Выбрать главу

 

 

Валерий Шамшурин • Он пришел из Гремячей Поляны (к 100-летию со дня рождения Н. И. Кочина) (Наш современник N7 2002)

 

ОН ПРИШЕЛ

ИЗ ГРЕМЯЧЕЙ ПОЛЯНЫ

К 100-летию со дня рождения Николая Ивановича Кочина

 

 

Вся до последнего венца покрытая голубой масляной краской высокая изба на взгористой долгой улице села Гремячая Поляна выглядит не то чтобы вызывающе, а, скорее всего, театрально и потому нелепо. В давно уже миновав­шие времена изба принадлежала крестьянскому семейству Кочиных, здесь на ржаных хлебах возрастал почитаемый еще при своей жизни писатель, а потому на фасаде укреплена мемориальная доска. У писателя, отличавшегося правдолюбием, был крутой норовистый характер, и нет никакого сомнения, что, если бы ему привелось увидеть отчий дом в таком декоративном сусальном виде, он бы не на шутку осерчал и даже рассвирепел. Всю жизнь у него вызывало ярость всякое украша­тельство, и потомки, к сожалению, оказали его памяти неуклюжую услугу. Но что же поделать? До недавних пор многих из нас смущала голая правда, которую всегда хотелось задрапировать. Вот и сказалась привычка. Однако сусальная голубизна и буколическая пасторальность никогда не привлекали писателя, автора знаменитых романов о нижегородском крестьянстве, более того — ему не позволяла этого сама его жизнь, судьба, тяжелейшие испытания.

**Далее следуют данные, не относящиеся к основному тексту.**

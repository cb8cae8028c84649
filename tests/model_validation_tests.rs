use acquisitions_api::{
    error::AppError,
    models::{
        Account, DeleteUserResponse, DeletedAccount, Normalize, PublicAccount, Role,
        SigninRequest, SignupRequest, UpdateUserRequest,
    },
    policy::AccountField,
};
use chrono::Utc;
use serde_json::json;
use validator::Validate;

fn account() -> Account {
    let now = Utc::now();
    Account {
        id: 5,
        name: "Ann".to_string(),
        email: "ann@example.com".to_string(),
        password_hash: "$argon2id$v=19$secret".to_string(),
        role: Role::Admin,
        created_at: now,
        updated_at: now,
    }
}

// --- Role ---

#[test]
fn test_role_wire_format_is_lowercase() {
    assert_eq!(serde_json::to_value(Role::Admin).unwrap(), json!("admin"));
    assert_eq!(serde_json::to_value(Role::User).unwrap(), json!("user"));
    assert_eq!(
        serde_json::from_value::<Role>(json!("user")).unwrap(),
        Role::User
    );
    assert!(serde_json::from_value::<Role>(json!("Admin")).is_err());
    assert!(serde_json::from_value::<Role>(json!("root")).is_err());
    assert_eq!(Role::default(), Role::User);
}

// --- Projections ---

#[test]
fn test_account_debug_redacts_password_hash() {
    let rendered = format!("{:?}", account());

    assert!(rendered.contains("ann@example.com"));
    assert!(rendered.contains("<redacted>"));
    assert!(!rendered.contains("argon2"));
}

#[test]
fn test_public_projection_drops_password_hash() {
    let public = PublicAccount::from(account());
    let value = serde_json::to_value(&public).unwrap();

    assert_eq!(value["id"], 5);
    assert_eq!(value["role"], "admin");
    assert!(value.get("password_hash").is_none());
    assert!(!value.to_string().contains("argon2"));
}

#[test]
fn test_delete_response_shape() {
    let response = DeleteUserResponse {
        message: "User deleted successfully".to_string(),
        deleted_user: DeletedAccount::from(account()),
    };
    let value = serde_json::to_value(&response).unwrap();

    assert_eq!(
        value["deletedUser"],
        json!({ "id": 5, "name": "Ann", "email": "ann@example.com", "role": "admin" })
    );
    assert!(value.get("deleted_user").is_none());
}

// --- Signup ---

#[test]
fn test_signup_normalization_then_validation() {
    let request: SignupRequest = serde_json::from_value(json!({
        "name": "  Ann  ",
        "email": "  Ann@Example.COM ",
        "password": "secret1"
    }))
    .unwrap();

    let request = request.normalize();
    assert_eq!(request.name, "Ann");
    assert_eq!(request.email, "ann@example.com");
    assert_eq!(request.role, None);
    assert!(request.validate().is_ok());
}

#[test]
fn test_signup_field_limits() {
    let valid = SignupRequest {
        name: "Ann".to_string(),
        email: "ann@example.com".to_string(),
        password: "secret".to_string(),
        role: Some(Role::User),
    };
    assert!(valid.validate().is_ok());

    let cases = [
        SignupRequest { name: String::new(), ..valid.clone() },
        SignupRequest { name: "x".repeat(256), ..valid.clone() },
        SignupRequest { email: "ann.example.com".to_string(), ..valid.clone() },
        SignupRequest { password: "12345".to_string(), ..valid.clone() },
        SignupRequest { password: "p".repeat(129), ..valid.clone() },
    ];
    for case in cases {
        assert!(case.validate().is_err(), "{case:?} should fail validation");
    }

    let single_letter = SignupRequest {
        name: "A".to_string(),
        ..valid.clone()
    };
    assert!(single_letter.validate().is_ok());

    let boundary = SignupRequest {
        name: "x".repeat(255),
        password: "p".repeat(128),
        ..valid
    };
    assert!(boundary.validate().is_ok());
}

#[test]
fn test_signup_rejects_unknown_fields() {
    let result = serde_json::from_value::<SignupRequest>(json!({
        "name": "Ann",
        "email": "ann@example.com",
        "password": "secret1",
        "password_hash": "x"
    }));
    assert!(result.is_err());
}

#[test]
fn test_validation_errors_become_one_sorted_message() {
    let request = SignupRequest {
        name: String::new(),
        email: "bad".to_string(),
        password: "1".to_string(),
        role: None,
    };
    let err = AppError::from(request.validate().unwrap_err());

    match err {
        AppError::Validation(message) => assert_eq!(
            message,
            "Invalid email format,Name must be between 1 and 255 characters,\
             Password must be between 6 and 128 characters"
        ),
        other => panic!("expected validation error, got {other:?}"),
    }
}

// --- Signin ---

#[test]
fn test_signin_requires_password_and_valid_email() {
    let request = SigninRequest {
        email: " Ann@Example.com".to_string(),
        password: String::new(),
    }
    .normalize();

    assert_eq!(request.email, "ann@example.com");
    assert!(request.validate().is_err());
}

// --- Update ---

#[test]
fn test_update_request_reports_requested_fields() {
    let request: UpdateUserRequest =
        serde_json::from_value(json!({ "email": "x@y.com", "role": "admin" })).unwrap();
    assert_eq!(request.fields(), vec![AccountField::Email, AccountField::Role]);

    let empty: UpdateUserRequest = serde_json::from_value(json!({})).unwrap();
    assert!(empty.fields().is_empty());
    assert!(empty.validate().is_ok());
}

#[test]
fn test_update_request_validates_only_supplied_fields() {
    let request = UpdateUserRequest {
        name: Some(" Bo ".to_string()),
        ..Default::default()
    }
    .normalize();
    assert_eq!(request.name.as_deref(), Some("Bo"));
    assert!(request.validate().is_ok());

    let request = UpdateUserRequest {
        password: Some("123".to_string()),
        ..Default::default()
    };
    assert!(request.validate().is_err());

    assert!(serde_json::from_value::<UpdateUserRequest>(json!({ "id": 3 })).is_err());
}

Гремячей Поляны с ее надрывным трудом, революционно порушенными устоями, раздорами, взбалмошностью и дикими гулянками, с еще щедрыми напастями и скудными радостями, с ее нагольными тулупами и сарафанами, прялками и несгораемыми лучинами, грязью и вонью, а вместе с тем с ее мудрецами, пророками, умельцами, героями и подвижниками вполне хватило даровитому писателю с необыкновенно зорким сердцем для создания книги, пленившей всю читающую Россию.

Этой книгой был роман “Девки”, который, появившись в 1928 году, сразу же вызвал жадный интерес всей читающей России. Стоит заметить, что удачливому новичку в литературе исполнилось тогда всего двадцать шесть лет.

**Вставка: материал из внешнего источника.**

use acquisitions_api::{
    AccountService,
    auth::AuthUser,
    error::AppError,
    models::{Role, UpdateUserRequest},
    repository::RepositoryState,
};
use std::{
    io::{self, Write},
    sync::{Arc, Mutex},
};

mod common;
use common::InMemoryRepository;

// --- Log Capture ---

#[derive(Clone, Default)]
struct SharedBuf(Arc<Mutex<Vec<u8>>>);

impl Write for SharedBuf {
    fn write(&mut self, buf: &[u8]) -> io::Result<usize> {
        self.0.lock().unwrap().extend_from_slice(buf);
        Ok(buf.len())
    }

    fn flush(&mut self) -> io::Result<()> {
        Ok(())
    }
}

impl SharedBuf {
    fn contents(&self) -> String {
        String::from_utf8_lossy(&self.0.lock().unwrap()).into_owned()
    }
}

/// Installs a plain-text subscriber for the current thread and returns its output buffer.
fn capture_logs() -> (SharedBuf, tracing::subscriber::DefaultGuard) {
    let buf = SharedBuf::default();
    let writer = buf.clone();
    let subscriber = tracing_subscriber::fmt()
        .with_ansi(false)
        .with_max_level(tracing::Level::DEBUG)
        .with_writer(move || writer.clone())
        .finish();
    let guard = tracing::subscriber::set_default(subscriber);
    (buf, guard)
}

fn setup() -> (AccountService, Arc<InMemoryRepository>) {
    let repo = Arc::new(InMemoryRepository::default());
    let service = AccountService::new(repo.clone() as RepositoryState);
    (service, repo)
}

fn actor(id: i32, role: Role) -> AuthUser {
    AuthUser {
        id,
        email: format!("actor{id}@example.com"),
        role,
    }
}

// --- Missing Targets ---

#[tokio::test]
async fn test_missing_target_is_logged_with_actor_context() {
    let (service, _repo) = setup();
    let admin = actor(1, Role::Admin);
    let (logs, _guard) = capture_logs();

    let read = service.get_as(404, &admin).await;
    let update = service
        .update(
            405,
            &admin,
            UpdateUserRequest {
                name: Some("Ghost".to_string()),
                ..Default::default()
            },
        )
        .await;
    let delete = service.remove(406, &admin).await;

    for result in [read.map(|_| ()), update.map(|_| ()), delete.map(|_| ())] {
        assert!(matches!(result, Err(AppError::NotFound { .. })));
    }

    let output = logs.contents();
    for (target, op) in [(404, "read"), (405, "update"), (406, "delete")] {
        let line = output
            .lines()
            .find(|line| line.contains(&format!("target_id={target}")))
            .unwrap_or_else(|| panic!("no log line for target {target}:\n{output}"));
        assert!(line.contains("Target user not found"));
        assert!(line.contains("actor_id=1"));
        assert!(line.contains("actor_email=actor1@example.com"));
        assert!(line.contains(&format!("op=\"{op}\"")));
    }
}

#[tokio::test]
async fn test_denial_is_logged_before_any_lookup() {
    let (service, repo) = setup();
    let target = repo.seed("Ann", "ann@example.com", Role::User, None);
    let stranger = actor(99, Role::User);
    let (logs, _guard) = capture_logs();

    let result = service.get_as(target.id, &stranger).await;
    assert!(matches!(result, Err(AppError::Authorization(_))));

    let output = logs.contents();
    assert!(output.contains("Request denied"));
    assert!(output.contains("actor_id=99"));
    assert!(!output.contains("Target user not found"));
}

// --- Registration ---

#[tokio::test]
async fn test_register_defaults_role_and_hashes_password() {
    let (service, repo) = setup();
    let request = acquisitions_api::models::SignupRequest {
        name: "A".to_string(),
        email: "a@x.com".to_string(),
        password: "secret1".to_string(),
        role: None,
    };

    let created = service.register(request).await.unwrap();
    assert_eq!(created.role, Role::User);

    let stored = repo.stored(created.id).unwrap();
    assert_ne!(stored.password_hash, "secret1");
    assert!(service.authenticate("a@x.com", "secret1".to_string()).await.is_ok());
}
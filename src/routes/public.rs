use crate::{AppState, handlers};
use axum::{
    Router,
    routing::{get, post},
};

/// Public Router Module
///
/// Endpoints that need no session. Signup and signin are the only ways to obtain one.
pub fn public_routes() -> Router<AppState> {
    Router::new()
        // GET /health
        // Liveness probe with a timestamp and process uptime.
        .route("/health", get(handlers::health))
        // GET /api
        // Banner confirming the API is mounted.
        .route("/api", get(handlers::api_root))
        // POST /api/auth/signup
        // Creates an account (role defaults to `user`) and sets the session cookie.
        .route("/api/auth/signup", post(handlers::signup))
        // POST /api/auth/signin
        // Verifies credentials and sets the session cookie.
        .route("/api/auth/signin", post(handlers::signin))
        // POST /api/auth/signout
        // Clears the session cookie.
        .route("/api/auth/signout", post(handlers::signout))
}
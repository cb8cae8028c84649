use std::time::Instant;

use axum::{
    extract::{FromRef, Request},
    http::HeaderName,
    Router,
    middleware::{self, Next},
    response::Response,
};
use utoipa::OpenApi;
use utoipa_swagger_ui::SwaggerUi;

use tower::ServiceBuilder;
use tower_http::{
    cors::{Any, CorsLayer},
    request_id::{MakeRequestUuid, PropagateRequestIdLayer, SetRequestIdLayer},
    trace::{DefaultOnResponse, TraceLayer},
};
use tracing::{Level, Span};

// --- Module Structure ---

pub mod auth;
pub mod config;
pub mod error;
pub mod extractors;
pub mod handlers;
pub mod models;
pub mod policy;
pub mod repository;
pub mod service;

// Routing segregated by access level (Public, Authenticated, Admin).
pub mod routes;
use routes::{admin, authenticated, public};
use auth::{AuthUser, TokenService};
use error::AppError;
use policy::Action;

// --- Public Re-exports ---

pub use config::AppConfig;
pub use repository::{PostgresRepository, RepositoryState};
pub use service::AccountService;

/// ApiDoc
///
/// The OpenAPI document for every route, served at `/api-docs/openapi.json`.
#[derive(OpenApi)]
#[openapi(
    paths(
        handlers::health, handlers::api_root, handlers::signup, handlers::signin,
        handlers::signout, handlers::list_users, handlers::get_user, handlers::update_user,
        handlers::delete_user
    ),
    components(
        schemas(
            models::Role, models::PublicAccount, models::DeletedAccount,
            models::SignupRequest, models::SigninRequest, models::UpdateUserRequest,
            models::AuthResponse, models::UserResponse, models::UsersResponse,
            models::DeleteUserResponse, models::MessageResponse, models::HealthResponse,
            error::ErrorResponse,
        )
    ),
    tags(
        (name = "acquisitions-api", description = "User accounts and sessions")
    )
)]
struct ApiDoc;

/// AppState
///
/// The single, immutable container shared by every request: the services built around
/// the injected store handle, and the configuration. Nothing here is mutated after
/// startup; the database is the only shared mutable resource.
#[derive(Clone)]
pub struct AppState {
    /// Owns the credential store handle created by the process entry point.
    pub accounts: AccountService,
    pub tokens: TokenService,
    pub config: AppConfig,
    /// Reference point for the uptime reported by `/health`.
    pub started_at: Instant,
}

impl AppState {
    /// Wires the services around an already-constructed store.
    pub fn new(repo: RepositoryState, config: AppConfig) -> Self {
        Self {
            accounts: AccountService::new(repo),
            tokens: TokenService::from_config(&config),
            config,
            started_at: Instant::now(),
        }
    }
}

// --- Axum FromRef Extractor Implementations ---

impl FromRef<AppState> for TokenService {
    fn from_ref(app_state: &AppState) -> TokenService {
        app_state.tokens.clone()
    }
}

/// auth_middleware
///
/// Rejects the request with 401 unless `AuthUser` can be extracted from it.
async fn auth_middleware(_auth_user: AuthUser, request: Request, next: Next) -> Response {
    next.run(request).await
}

/// admin_middleware
///
/// Authenticates, then rejects non-admin sessions with 403 through the same policy
/// rule the service applies to listing.
async fn admin_middleware(
    auth_user: AuthUser,
    request: Request,
    next: Next,
) -> Result<Response, AppError> {
    if let Err(denial) = policy::authorize(&auth_user, auth_user.id, Action::List) {
        tracing::warn!(
            actor_id = auth_user.id,
            actor_email = %auth_user.email,
            actor_role = %auth_user.role,
            "Unauthorized access attempt to admin route"
        );
        return Err(AppError::Authorization(denial));
    }
    Ok(next.run(request).await)
}

/// create_router
///
/// Assembles the routing structure, applies scoped and global middleware, and registers
/// the application state.
pub fn create_router(state: AppState) -> Router {
    let cors = CorsLayer::new()
        .allow_methods(Any)
        .allow_origin(Any)
        .allow_headers(Any);

    let x_request_id = HeaderName::from_static("x-request-id");

    let base_router = Router::new()
        .merge(SwaggerUi::new("/swagger-ui").url("/api-docs/openapi.json", ApiDoc::openapi()))
        .merge(public::public_routes())
        .merge(
            authenticated::authenticated_routes()
                .route_layer(middleware::from_fn_with_state(state.clone(), auth_middleware)),
        )
        .merge(
            admin::admin_routes()
                .route_layer(middleware::from_fn_with_state(state.clone(), admin_middleware)),
        )
        .fallback(handlers::not_found)
        .with_state(state);

    base_router
        .layer(
            ServiceBuilder::new()
                .layer(SetRequestIdLayer::new(x_request_id.clone(), MakeRequestUuid))
                .layer(
                    TraceLayer::new_for_http()
                        .make_span_with(trace_span_logger)
                        .on_response(
                            DefaultOnResponse::new()
                                .level(Level::INFO)
                                .latency_unit(tower_http::LatencyUnit::Millis),
                        ),
                )
                .layer(PropagateRequestIdLayer::new(x_request_id)),
        )
        .layer(cors)
}

/// trace_span_logger
///
/// Opens the per-request span, tagged with the `x-request-id` set by `SetRequestIdLayer`
/// so every log line of one request can be correlated.
fn trace_span_logger(request: &axum::http::Request<axum::body::Body>) -> Span {
    let request_id = request
        .headers()
        .get("x-request-id")
        .and_then(|value| value.to_str().ok())
        .unwrap_or("unknown");

    tracing::info_span!(
        "http_request",
        method = ?request.method(),
        uri = ?request.uri(),
        req_id = %request_id,
    )
}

Российский Парнас отважно завоевывали молодые.

Шумная слава сбивающим с ног водопадом обрушилась на Кочина. Но он устоял на ногах, и столичные огни, поманив, не заставили его изменить Гремячей Поляне, где с детских лет он пахал с отцом землю, подростком работал в комбеде и писал первые заметки в газету “Беднота”, где вместе с ним жили, бедовали, терзались и рвались к новой обещанной советской властью жизни его ровесники, которых он и ввел в литературу в образе своих неуемных героев. Кочинский роман был замешен на живых страстях и подлинных борениях, всем своим содержанием утверждал необходимость наибольшего самовыражения личности, свободы духа, что, по мысли известного философа Н. О. Лосского, является одним из первичных свойств русского народа.

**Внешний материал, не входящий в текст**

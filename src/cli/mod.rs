//! Command-line interface implementation
//!
//! This module provides the CLI entry point and dispatches to submodules
//! for specific command implementations.

mod build;
mod check;
mod info;

use clap::{ArgAction, Parser, Subcommand};
use log::LevelFilter;
use std::path::PathBuf;
use std::process::ExitCode;

use crate::stylesheet::KeyframesMode;

/// Process exit codes
pub(crate) const EXIT_SUCCESS: u8 = 0;
pub(crate) const EXIT_ERROR: u8 = 1;
pub(crate) const EXIT_INVALID_ARGS: u8 = 2;

/// animate-css - Animate.css preset tables, utilities and stylesheet builds
#[derive(Parser)]
#[command(name = "animate-css")]
#[command(about = "Animate.css preset: inspect tables and utilities, emit CSS")]
#[command(version)]
pub struct Cli {
    /// Increase log verbosity (-v info, -vv debug)
    #[arg(short, long, action = ArgAction::Count, global = true)]
    pub verbose: u8,

    #[command(subcommand)]
    pub command: Commands,
}

#[derive(Subcommand)]
pub enum Commands {
    /// List preset tables, or the entries of one table
    List {
        /// Table name (presets, entrance, exit, attention, speeds)
        table: Option<String>,

        /// Output as JSON
        #[arg(long)]
        json: bool,
    },

    /// Show every utility with its class name and accepted values
    Utilities {
        /// Output as JSON
        #[arg(long)]
        json: bool,
    },

    /// Apply a utility to a value and print the resulting styles as JSON
    Transform {
        /// Utility key or class name (e.g. animateIn, animate-in)
        utility: String,

        /// Value to transform (e.g. fadeIn, fast, 2s)
        value: String,

        /// Reject values outside the utility's accepted set
        #[arg(long)]
        strict: bool,
    },

    /// Print @keyframes rules
    Keyframes {
        /// Animation names (all when omitted)
        names: Vec<String>,

        /// Minify output
        #[arg(long)]
        minify: bool,
    },

    /// Build a stylesheet from animate.toml and/or --use arguments
    Build {
        /// Path to animate.toml (discovered when omitted)
        #[arg(short, long)]
        config: Option<PathBuf>,

        /// Output file (stdout when omitted)
        #[arg(short, long)]
        output: Option<PathBuf>,

        /// Extra usage as UTILITY=VALUE (repeatable)
        #[arg(long = "use", value_name = "UTILITY=VALUE")]
        uses: Vec<String>,

        /// Minify output
        #[arg(long)]
        minify: bool,

        /// Which @keyframes rules to include
        #[arg(long, value_enum)]
        keyframes: Option<KeyframesMode>,

        /// Reject values outside a utility's accepted set
        #[arg(long, conflicts_with = "lenient")]
        strict: bool,

        /// Pass unknown values through with a warning
        #[arg(long)]
        lenient: bool,

        /// Class name prefix
        #[arg(long)]
        prefix: Option<String>,
    },

    /// Check the preset tables for drift
    Check {
        /// Output as JSON
        #[arg(long)]
        json: bool,
    },

    /// Print the assembled preset as JSON
    Preset {
        /// Single-line output
        #[arg(long)]
        compact: bool,
    },
}

fn init_logging(verbose: u8) {
    let level = match verbose {
        0 => LevelFilter::Warn,
        1 => LevelFilter::Info,
        _ => LevelFilter::Debug,
    };
    // RUST_LOG wins over -v
    let _ = env_logger::Builder::new()
        .filter_level(level)
        .format_timestamp(None)
        .parse_default_env()
        .try_init();
}

/// Parse arguments and run the selected command.
pub fn run() -> ExitCode {
    let cli = Cli::parse();
    init_logging(cli.verbose);

    match cli.command {
        Commands::List { table, json } => info::run_list(table.as_deref(), json),
        Commands::Utilities { json } => info::run_utilities(json),
        Commands::Transform { utility, value, strict } => {
            info::run_transform(&utility, &value, strict)
        }
        Commands::Keyframes { names, minify } => build::run_keyframes(&names, minify),
        Commands::Build { config, output, uses, minify, keyframes, strict, lenient, prefix } => {
            let strict = match (strict, lenient) {
                (true, _) => Some(true),
                (_, true) => Some(false),
                _ => None,
            };
            build::run_build(build::BuildArgs {
                config,
                output,
                uses,
                minify: minify.then_some(true),
                keyframes,
                strict,
                prefix,
            })
        }
        Commands::Check { json } => check::run_check(json),
        Commands::Preset { compact } => info::run_preset(compact),
    }
}
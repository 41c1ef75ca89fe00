//! Check command implementation

use std::process::ExitCode;

use crate::integrity::{check_integrity, Severity};

use super::{EXIT_ERROR, EXIT_SUCCESS};

/// Execute the check command
pub fn run_check(json: bool) -> ExitCode {
    let report = check_integrity();
    let error_count = report.error_count();
    let warning_count = report.warning_count();

    if json {
        let issues: Vec<_> = report
            .issues
            .iter()
            .map(|i| {
                serde_json::json!({
                    "severity": match i.severity {
                        Severity::Error => "error",
                        Severity::Warning => "warning",
                    },
                    "type": i.issue_type.to_string(),
                    "table": i.table,
                    "subject": i.subject,
                    "message": i.message,
                })
            })
            .collect();
        let output = serde_json::json!({
            "valid": report.is_ok(),
            "errors": error_count,
            "warnings": warning_count,
            "issues": issues,
        });
        match serde_json::to_string_pretty(&output) {
            Ok(s) => println!("{}", s),
            Err(e) => {
                eprintln!("Error: Failed to serialize report: {}", e);
                return ExitCode::from(EXIT_ERROR);
            }
        }
    } else {
        for issue in &report.issues {
            println!("{}", issue);
        }
        if report.issues.is_empty() {
            println!("All preset tables are consistent.");
        } else {
            println!();
            println!("Found {} error(s), {} warning(s)", error_count, warning_count);
        }
    }

    if report.is_ok() {
        ExitCode::from(EXIT_SUCCESS)
    } else {
        ExitCode::from(EXIT_ERROR)
    }
}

Маетная судьба Паруньки Козловой, сумевший преодолеть невероятные испытания, познавшей и великий позор, и немалые муки, но, вопреки всему, что вело ее к падению и гибели, выстоявшей и сохранившей душу, горячо и сочувст­венно была воспринята тысячами читателей в России. Автор проявил не только некрасовское сострадание к русской, многими заботами и трудами обремененной крестьянке, но задел самую чуткую струну для обитателей мятущейся послерево­люционной деревни.

Интересен отзыв на роман Осипа Мандельштама, опубликованный в виде открытого письма Кочину в газете “Московский комсомолец” 3 октября 1929 года: “Ты сумел увидеть деревню по-особому, “по-кочински”, и за это многие будут тебе благодарны”. Мандельштаму нравилось, что в отличие от “барской и народни­ческой литературы”, где авторы позволяли себе посматривать на селян сверху вниз и обращаться с ними походя, снисходительно, Кочин не принижает и не идеализирует деревенскую жизнь, предпочитая передавать ее подлинность, ее стихию. Вместе с тем критик едва ли справедлив, утверждая: “Между тем тебя, тов. Кочин, интересует только темное крестьянское нутро, только стихийная и полуживотная жизнь, которую ты показываешь мастерски”. Особый, “кочинский” подход был вызван вовсе не обличительством, а правдоискательством, и молодой писатель не ставил перед собой цели депоэтизировать деревню, в чем его упрекали некоторые современники, — он в ту пору больше интуитивно, чем созна­тельно распознавал, вплотную к жизни, насколько жестока и многожертвенна схватка темного и светлого в человеке, что со всей наглядностью велась в жизни тогдашней российской деревни.